If you dont find initgraph dont worry.
just add this
int gd=DETECT,gm;          //graphic initialisation
initgraph(&gd,&gm,"c:\\tc\\bgi");

c:\\tc\\bgi is your tc location and make sure tc is in c drive.

BTW initgraph is just intialising your graphics driver.

bye


----------



## NikhilVerma (Sep 23, 2005)

I don't need to mail that file to you....

Just download it from the link I gave in my third last post...


----------



## ashu888ashu888 (Sep 24, 2005)

*madjeri wrote:*


> ashu try to get a new turbo c++ compiler.
> If you dont find initgraph dont worry.
> just add this
> int gd=DETECT,gm; //graphic initialisation
> ...


Well where shud i add this code bro !  in the main() function ?? is it??    well yes my TURBO C compiler is in the C:


----------



## NikhilVerma (Sep 24, 2005)

ofcource you have to add this in your main function !!! Isn't that obvious ???

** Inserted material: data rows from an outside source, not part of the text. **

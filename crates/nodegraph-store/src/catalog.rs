//! Memoized node-definition catalog.
//!
//! Loads a JSON array of node-type definitions once and serves filtered
//! slices of it. The cache slot is keyed by the resolved source path and
//! replaced wholesale; a changed path invalidates it.

use std::path::{Path, PathBuf};
use std::sync::Arc;

use parking_lot::RwLock;
use serde::Serialize;
use serde_json::{Map, Value};
use tracing::info;

use nodegraph_core::{Error, Result};

/// Environment override for the node-definition source file.
pub const NODE_DEFS_ENV: &str = "NODEGRAPH_NODE_DEFS_PATH";

/// Fields projected into query results.
const PROJECTED_FIELDS: [&str; 7] = [
    "id",
    "displayName",
    "displayNameEN",
    "officialID",
    "category",
    "kind",
    "ports",
];

/// Filter and pagination for catalog queries.
#[derive(Debug, Clone, Default)]
pub struct NodeFilter {
    /// Case-insensitive substring over id and display names.
    pub query: Option<String>,
    /// Exact (case-insensitive) kind match.
    pub kind: Option<String>,
    /// Case-insensitive category substring.
    pub category: Option<String>,
    pub limit: Option<usize>,
    pub offset: Option<usize>,
}

/// A filtered page of node definitions.
#[derive(Debug, Serialize)]
pub struct NodeQueryResult {
    pub total: usize,
    pub count: usize,
    pub nodes: Vec<Value>,
}

struct CacheSlot {
    path: PathBuf,
    nodes: Arc<Vec<Value>>,
}

/// Memoized catalog of node-type definitions.
pub struct NodeCatalog {
    default_path: PathBuf,
    cache: RwLock<Option<CacheSlot>>,
}

impl NodeCatalog {
    pub fn new(default_path: impl Into<PathBuf>) -> Self {
        Self {
            default_path: default_path.into(),
            cache: RwLock::new(None),
        }
    }

    /// Load the definitions, reusing the cached array when the resolved
    /// source path is unchanged.
    pub async fn load(&self) -> Result<Arc<Vec<Value>>> {
        let path = self.resolve_path();
        self.load_from(&path).await
    }

    /// Filter the catalog and slice a page out of the matches.
    pub async fn query(&self, filter: &NodeFilter) -> Result<NodeQueryResult> {
        let nodes = self.load().await?;
        Ok(apply_filter(&nodes, filter))
    }

    /// Resolve the source path, honoring the environment override on every
    /// call so a changed override takes effect without a restart.
    fn resolve_path(&self) -> PathBuf {
        std::env::var_os(NODE_DEFS_ENV)
            .filter(|value| !value.is_empty())
            .map(PathBuf::from)
            .unwrap_or_else(|| self.default_path.clone())
    }

    async fn load_from(&self, path: &Path) -> Result<Arc<Vec<Value>>> {
        if let Some(slot) = self.cache.read().as_ref() {
            if slot.path == path {
                return Ok(Arc::clone(&slot.nodes));
            }
        }

        let raw = tokio::fs::read_to_string(path).await.map_err(|err| {
            if err.kind() == std::io::ErrorKind::NotFound {
                Error::NotFound(path.display().to_string())
            } else {
                Error::Io(err)
            }
        })?;
        let parsed: Value = serde_json::from_str(&raw)?;
        let Value::Array(nodes) = parsed else {
            return Err(Error::MalformedCatalog(path.display().to_string()));
        };

        let nodes = Arc::new(nodes);
        info!(
            "Loaded {} node definitions from {}",
            nodes.len(),
            path.display()
        );
        *self.cache.write() = Some(CacheSlot {
            path: path.to_path_buf(),
            nodes: Arc::clone(&nodes),
        });
        Ok(nodes)
    }
}

fn apply_filter(nodes: &[Value], filter: &NodeFilter) -> NodeQueryResult {
    let query = normalized(&filter.query);
    let kind = normalized(&filter.kind);
    let category = normalized(&filter.category);

    let matched: Vec<&Value> = nodes
        .iter()
        .filter(|node| {
            if let Some(kind) = &kind {
                if str_field(node, "kind").to_lowercase() != *kind {
                    return false;
                }
            }
            if let Some(category) = &category {
                if !str_field(node, "category").to_lowercase().contains(category.as_str()) {
                    return false;
                }
            }
            let Some(query) = &query else {
                return true;
            };
            let haystack = format!(
                "{} {} {}",
                str_field(node, "id"),
                str_field(node, "displayNameEN"),
                str_field(node, "displayName"),
            )
            .to_lowercase();
            haystack.contains(query.as_str())
        })
        .collect();

    let total = matched.len();
    let offset = filter.offset.unwrap_or(0);
    let limit = filter.limit.unwrap_or(total).max(1);
    let nodes: Vec<Value> = matched.into_iter().skip(offset).take(limit).map(project).collect();

    NodeQueryResult {
        total,
        count: nodes.len(),
        nodes,
    }
}

fn normalized(value: &Option<String>) -> Option<String> {
    value
        .as_ref()
        .map(|v| v.trim().to_lowercase())
        .filter(|v| !v.is_empty())
}

fn str_field<'a>(node: &'a Value, key: &str) -> &'a str {
    node.get(key).and_then(Value::as_str).unwrap_or("")
}

fn project(node: &Value) -> Value {
    let mut out = Map::new();
    for key in PROJECTED_FIELDS {
        if let Some(value) = node.get(key) {
            out.insert(key.to_string(), value.clone());
        }
    }
    Value::Object(out)
}

#[cfg(test)]
mod tests {
    use super::*;
    use serde_json::json;

    fn sample_nodes() -> Vec<Value> {
        vec![
            json!({
                "id": "math/add",
                "displayName": "加算",
                "displayNameEN": "Add",
                "officialID": 101,
                "category": "math",
                "kind": "operator",
                "ports": {"in": 2, "out": 1},
                "internal": "dropped-by-projection",
            }),
            json!({
                "id": "math/multiply",
                "displayNameEN": "Multiply",
                "category": "math",
                "kind": "operator",
            }),
            json!({
                "id": "flow/branch",
                "displayNameEN": "Branch",
                "category": "control-flow",
                "kind": "flow",
            }),
        ]
    }

    #[test]
    fn test_query_filters_by_substring() {
        let result = apply_filter(
            &sample_nodes(),
            &NodeFilter {
                query: Some("multi".to_string()),
                ..NodeFilter::default()
            },
        );
        assert_eq!(result.total, 1);
        assert_eq!(result.nodes[0]["id"], json!("math/multiply"));
    }

    #[test]
    fn test_kind_is_exact_and_category_is_substring() {
        let by_kind = apply_filter(
            &sample_nodes(),
            &NodeFilter {
                kind: Some("FLOW".to_string()),
                ..NodeFilter::default()
            },
        );
        assert_eq!(by_kind.total, 1);
        assert_eq!(by_kind.nodes[0]["id"], json!("flow/branch"));

        let by_category = apply_filter(
            &sample_nodes(),
            &NodeFilter {
                category: Some("flow".to_string()),
                ..NodeFilter::default()
            },
        );
        assert_eq!(by_category.total, 1);
    }

    #[test]
    fn test_offset_and_limit_slice_after_filtering() {
        let result = apply_filter(
            &sample_nodes(),
            &NodeFilter {
                offset: Some(1),
                limit: Some(1),
                ..NodeFilter::default()
            },
        );
        assert_eq!(result.total, 3);
        assert_eq!(result.count, 1);
        assert_eq!(result.nodes[0]["id"], json!("math/multiply"));
    }

    #[test]
    fn test_projection_keeps_known_fields_only() {
        let result = apply_filter(&sample_nodes(), &NodeFilter::default());
        let first = &result.nodes[0];
        assert_eq!(first["ports"]["out"], json!(1));
        assert!(first.get("internal").is_none());
    }

    #[tokio::test]
    async fn test_cache_hit_on_same_path_and_reload_on_change() {
        let dir = tempfile::tempdir().unwrap();
        let first = dir.path().join("defs-a.json");
        let second = dir.path().join("defs-b.json");
        std::fs::write(&first, r#"[{"id": "a"}]"#).unwrap();
        std::fs::write(&second, r#"[{"id": "b"}, {"id": "c"}]"#).unwrap();

        let catalog = NodeCatalog::new(&first);
        assert_eq!(catalog.load_from(&first).await.unwrap().len(), 1);

        // Mutating the file does not bust the cache; the path is the key.
        std::fs::write(&first, r#"[{"id": "a"}, {"id": "x"}]"#).unwrap();
        assert_eq!(catalog.load_from(&first).await.unwrap().len(), 1);

        // A different resolved path replaces the slot wholesale.
        assert_eq!(catalog.load_from(&second).await.unwrap().len(), 2);
        assert_eq!(catalog.load_from(&second).await.unwrap().len(), 2);
    }

    #[tokio::test]
    async fn test_non_array_source_is_malformed() {
        let dir = tempfile::tempdir().unwrap();
        let path = dir.path().join("defs.json");
        std::fs::write(&path, r#"{"nodes": []}"#).unwrap();
        let err = NodeCatalog::new(&path).load_from(&path).await.unwrap_err();
        assert!(matches!(err, Error::MalformedCatalog(_)));
    }

    #[tokio::test]
    async fn test_missing_source_is_not_found() {
        let dir = tempfile::tempdir().unwrap();
        let path = dir.path().join("absent.json");
        let err = NodeCatalog::new(&path).load_from(&path).await.unwrap_err();
        assert!(matches!(err, Error::NotFound(_)));
    }
}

You should try to do something before starting to post about minor problems...


----------



## m-jeri (Sep 24, 2005)

yo nikhil links aint working and u send it to my mail ok


----------



## NikhilVerma (Sep 24, 2005)

The link is working here....

You need to click on the "Free" button below and then wait for the file's link to show up at the bottom....


----------



## ashu888ashu888 (Sep 24, 2005)

*madjeri wrote:*


> ashu try to get a new turbo c++ compiler.
> If you dont find initgraph dont worry.
> just add this
> int gd=DETECT,gm; //graphic initialisation
> ...


I did tat in the mai() but i got *1 error--->  int gd=DETECT,gm;               Declaration not allowed here*      and        * 1 Warning---->  initgraph(&gd,&gm,"c:\\tc\\bgi");          'gd' is assigned a value that is never used.*

I replaced this tag *c:\\tc\\bgi* with *c:\\turboc3\\tc\bgi* as my TURBOC3 folder (on the C: drive) wich contains the TC folder in wich the BGI and other folders are present.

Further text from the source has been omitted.